2007-03-07

Spam Reduction (and Postscript!)

www.ps2pdf.com Postscript to Portable Document format converter

Awesome. You're looking for some academic article and it's only available in Postscript format. Just visit this site and convert the file to an easily readable PDF.

In my case, I had a genius idea of computing an somewhat expensive operation (say, something that takes about a second to compute) for every piece of mail that is sent; the sender computes it, based on some hash of the sender, receiver, and date/time, and then sticks the result in an X-Header for the email message. The receiver does the same thing, and if the results match, then the email is worth looking at.

The idea is that it is so cheap to send a million emails that if we changed the system so that it took one second to process each email message, then a bulk emailing would take one million computer-seconds to send. So even if you put 1,000 computers to work on it, it would take 1,000 seconds (or 16 and 1/2 minutes) to send those million messages. Of course, it's easy to scale something like this; just adding a few bits to finding all the prime factors of the hash can have a pretty dramatic effect on how long it takes to compute the function. If we make it five seconds, or 10 seconds, then it would take 80 minutes, or 160 minutes to send all that junk email, even using 1,000 zombie computers to do the job.

The receiver doesn't care about the cost - even a busy human like me receives maybe a hundred real emails a day (on a bad day) and the extra time taken to compute the validation function is a very small price to pay for elimination or at least vastly reducing spam.

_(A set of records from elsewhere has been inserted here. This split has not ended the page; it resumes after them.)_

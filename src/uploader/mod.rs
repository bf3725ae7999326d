// src/uploader/mod.rs

pub mod batch;
pub mod streaming;

use anyhow::Result;
use std::path::Path;

use crate::config::UploadConfig;
use crate::jobs::JobPoller;
use crate::warehouse::Warehouse;

pub use batch::BatchUploader;
pub use streaming::{StreamReport, StreamingUploader};

/// How a file's rows reach the target table.
#[derive(Debug, Clone)]
pub enum Uploader {
    Batch(BatchUploader),
    Streaming(StreamingUploader),
}

/// What a successful transfer did.
#[derive(Debug, Clone, PartialEq)]
pub enum TransferReport {
    Loaded {
        job_id: String,
        output_rows: Option<u64>,
    },
    Streamed(StreamReport),
}

impl Uploader {
    pub fn from_config(config: &UploadConfig) -> Self {
        if config.streaming_upload {
            Uploader::Streaming(StreamingUploader::new(
                &config.target.table_id,
                config.insert_id_field.clone(),
                config.template_suffix.clone(),
            ))
        } else {
            Uploader::Batch(BatchUploader::new(
                &config.target.table_id,
                config.write_disposition,
                JobPoller::new(config.polling_interval, config.polling_timeout),
            ))
        }
    }

    /// Move every row of `path` into the target table.
    pub fn transfer(&self, warehouse: &dyn Warehouse, path: &Path) -> Result<TransferReport> {
        match self {
            Uploader::Batch(b) => b.upload(warehouse, path),
            Uploader::Streaming(s) => s.upload(warehouse, path).map(TransferReport::Streamed),
        }
    }
}
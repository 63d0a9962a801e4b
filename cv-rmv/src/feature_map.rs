//! The 3D feature map a camera is tracked against, with the optional initialization subset for cold starts.
//!
//! A map is either given as object points or derived from a reference image of a planar pattern.

use crate::detector::{DetectorType, FeatureDetector, RmvFeatureDetector};
use crate::error::MapError;
use crate::frame;
use cv_core::nalgebra::{Point3, Vector2};
use cv_core::Box3;
use cv_pinhole::PinholeCamera;
use image::DynamicImage;
use log::*;

/// The detector threshold used for reference images.
const REFERENCE_DETECTOR_THRESHOLD: f64 = 30.0;

/// Object points used only for cold starts, usually a smaller and more distinctive set than the map.
#[derive(Debug, Clone)]
struct InitializationFeatures {
    object_points: Vec<Point3<f64>>,
    bounding_box: Box3,
    camera: PinholeCamera,
    detector_type: DetectorType,
}

/// The 3D reference points a camera is tracked against.
///
/// The object points are ordered by descending feature strength. Beside the points the map holds the
/// classification of the points found in the most recent frame, which is rewritten after every
/// successfully tracked frame.
#[derive(Debug, Clone)]
pub struct RmvFeatureMap {
    object_points: Vec<Point3<f64>>,
    bounding_box: Box3,
    camera: PinholeCamera,
    detector_type: DetectorType,
    initialization: Option<InitializationFeatures>,
    recent_strong_object_point_indices: Vec<usize>,
    recent_semi_strong_object_point_indices: Vec<usize>,
    recent_used_object_point_indices: Vec<usize>,
}

/// Detects features in a reference image and places them on the `y = 0` plane.
///
/// The image center lands on the origin, image `x` along world `x` and image `y` along world `z`.
fn planar_points_from_image(
    image: &DynamicImage,
    dimension: Vector2<f64>,
    detector_type: DetectorType,
    max_features: usize,
) -> Result<Vec<Point3<f64>>, MapError> {
    if !(dimension.x > 0.0) || !(dimension.y >= 0.0) {
        return Err(MapError::InvalidDimension(dimension.x, dimension.y));
    }
    let gray = frame::to_gray(image);
    let (width, height) = (gray.width() as f64, gray.height() as f64);
    if gray.width() == 0 || gray.height() == 0 {
        return Err(MapError::NoFeatures);
    }
    let dimension_y = if dimension.y == 0.0 {
        dimension.x * height / width
    } else {
        dimension.y
    };
    let gray = if detector_type.needs_smoothed_frame() {
        frame::smooth(&gray)
    } else {
        gray
    };
    let features = RmvFeatureDetector::new(detector_type).detect_with_target(
        &gray,
        max_features,
        REFERENCE_DETECTOR_THRESHOLD,
        true,
        None,
    );
    if features.is_empty() {
        return Err(MapError::NoFeatures);
    }
    debug!(
        "placed {} features of a {}x{} reference image on a {}x{} plane",
        features.len(),
        width,
        height,
        dimension.x,
        dimension_y
    );
    Ok(features
        .iter()
        .map(|feature| {
            Point3::new(
                (feature.x / width - 0.5) * dimension.x,
                0.0,
                (feature.y / height - 0.5) * dimension_y,
            )
        })
        .collect())
}

fn is_ascending_and_bounded(indices: &[usize], len: usize) -> bool {
    indices.windows(2).all(|pair| pair[0] < pair[1]) && indices.last().map_or(true, |&last| last < len)
}

impl RmvFeatureMap {
    /// Creates a map from 3D points ordered by descending strength.
    ///
    /// `camera` and `detector_type` describe how the points were observed.
    pub fn new(
        object_points: Vec<Point3<f64>>,
        camera: PinholeCamera,
        detector_type: DetectorType,
    ) -> Result<Self, MapError> {
        if object_points.is_empty() {
            return Err(MapError::Empty);
        }
        let bounding_box = Box3::from_points(&object_points);
        Ok(Self {
            object_points,
            bounding_box,
            camera,
            detector_type,
            initialization: None,
            recent_strong_object_point_indices: Vec::new(),
            recent_semi_strong_object_point_indices: Vec::new(),
            recent_used_object_point_indices: Vec::new(),
        })
    }

    /// Creates a planar map from the features of a reference image.
    ///
    /// `dimension` is the physical size of the image, a zero height is derived from the aspect ratio.
    pub fn from_image(
        image: &DynamicImage,
        dimension: Vector2<f64>,
        camera: PinholeCamera,
        detector_type: DetectorType,
        max_features: usize,
    ) -> Result<Self, MapError> {
        let object_points = planar_points_from_image(image, dimension, detector_type, max_features)?;
        Self::new(object_points, camera, detector_type)
    }

    /// Uses a separate set of points for cold starts.
    pub fn set_initialization_features(
        &mut self,
        object_points: Vec<Point3<f64>>,
        camera: PinholeCamera,
        detector_type: DetectorType,
    ) -> Result<(), MapError> {
        if object_points.is_empty() {
            return Err(MapError::Empty);
        }
        self.initialization = Some(InitializationFeatures {
            bounding_box: Box3::from_points(&object_points),
            object_points,
            camera,
            detector_type,
        });
        Ok(())
    }

    /// Uses the features of a reference image for cold starts, see [`RmvFeatureMap::from_image`].
    pub fn set_initialization_features_from_image(
        &mut self,
        image: &DynamicImage,
        dimension: Vector2<f64>,
        camera: PinholeCamera,
        detector_type: DetectorType,
        max_features: usize,
    ) -> Result<(), MapError> {
        let object_points = planar_points_from_image(image, dimension, detector_type, max_features)?;
        self.set_initialization_features(object_points, camera, detector_type)
    }

    pub fn object_points(&self) -> &[Point3<f64>] {
        &self.object_points
    }

    pub fn bounding_box(&self) -> &Box3 {
        &self.bounding_box
    }

    pub fn camera(&self) -> &PinholeCamera {
        &self.camera
    }

    pub fn detector_type(&self) -> DetectorType {
        self.detector_type
    }

    pub fn initialization_object_points(&self) -> &[Point3<f64>] {
        self.initialization
            .as_ref()
            .map_or(&self.object_points, |initialization| &initialization.object_points)
    }

    pub fn initialization_bounding_box(&self) -> &Box3 {
        self.initialization
            .as_ref()
            .map_or(&self.bounding_box, |initialization| &initialization.bounding_box)
    }

    pub fn initialization_camera(&self) -> &PinholeCamera {
        self.initialization
            .as_ref()
            .map_or(&self.camera, |initialization| &initialization.camera)
    }

    pub fn initialization_detector_type(&self) -> DetectorType {
        self.initialization
            .as_ref()
            .map_or(self.detector_type, |initialization| initialization.detector_type)
    }

    pub fn is_valid(&self) -> bool {
        !self.object_points.is_empty() && self.bounding_box.is_valid()
    }

    /// Replaces the classification of the most recent frame.
    ///
    /// All index sets must be ascending and within the map, strong and semi-strong indices must be disjoint.
    pub fn set_most_recent_object_point_indices(
        &mut self,
        strong: Vec<usize>,
        semi_strong: Vec<usize>,
        used: Vec<usize>,
    ) {
        let len = self.object_points.len();
        debug_assert!(is_ascending_and_bounded(&strong, len));
        debug_assert!(is_ascending_and_bounded(&semi_strong, len));
        debug_assert!(is_ascending_and_bounded(&used, len));
        debug_assert!(strong.iter().all(|index| semi_strong.binary_search(index).is_err()));
        self.recent_strong_object_point_indices = strong;
        self.recent_semi_strong_object_point_indices = semi_strong;
        self.recent_used_object_point_indices = used;
    }

    pub fn clear_most_recent_object_point_indices(&mut self) {
        self.recent_strong_object_point_indices.clear();
        self.recent_semi_strong_object_point_indices.clear();
        self.recent_used_object_point_indices.clear();
    }

    pub fn recent_strong_object_point_indices(&self) -> &[usize] {
        &self.recent_strong_object_point_indices
    }

    pub fn recent_semi_strong_object_point_indices(&self) -> &[usize] {
        &self.recent_semi_strong_object_point_indices
    }

    pub fn recent_used_object_point_indices(&self) -> &[usize] {
        &self.recent_used_object_point_indices
    }

    /// The object points of the first `max` used indices.
    pub fn recent_used_object_points(&self, max: usize) -> Vec<Point3<f64>> {
        self.recent_used_object_point_indices
            .iter()
            .take(max)
            .map(|&index| self.object_points[index])
            .collect()
    }
}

Real commercial senders, of course, would have to pay the "processing price" for their bulk mailings, which one would hope, would cause them to consider carefully the contents of their bulk e-mailings.

Well, just as I was congratulating myself on how great this idea was (I had even found a freely downloadable prime factoring program and was looking at how to integrate into the open source project Spay Bayes, which has all of the hooks for working within Outlook), I ran across an article in Communications of the ACM that referred to an article from 1992 which described basically the same system.

The article is Pricing Via Processing or Combating Junk Email by Cynthia Dwork and Moni Naor. The link is to a draft version which is posted for some reason at Microsoft Research. The only official versions of Combatting Junk I could find were in Postscript format. I downloaded GhostScript but it's a pain (command line driven) to use. The Unix versions claim to have a script, PS2PDF, but the version I grabbed from SourceForge.net was missing it (at least the Win32 version was missing it). A web search brought me to PS2PDF.com which solved my problem.

I still might undertake this project, even though it is not an original idea, because of the excellent framework provided by Spam Bayes for hooking into Outlook. (My approach is simpler and better - there is no need for a central authority.) A simple to use and install program would make a huge difference in how something like this could be adopted. Also, once the framework is in place, it would be easy to experiment with different costing functions.

Cool, huh?

(After reviewing more work by Naor I have to say I like my idea better. Naor's idea is based on making it difficult to sign a message but easy to verify the signature. She has another mechanism that depends on memory access. My scheme is simpler - I think it should be equally hard to sign and to verify the message. The idea is that receivers have tons of computer time whereas senders will be limited in direct proportion to the amount of spam they want to send.)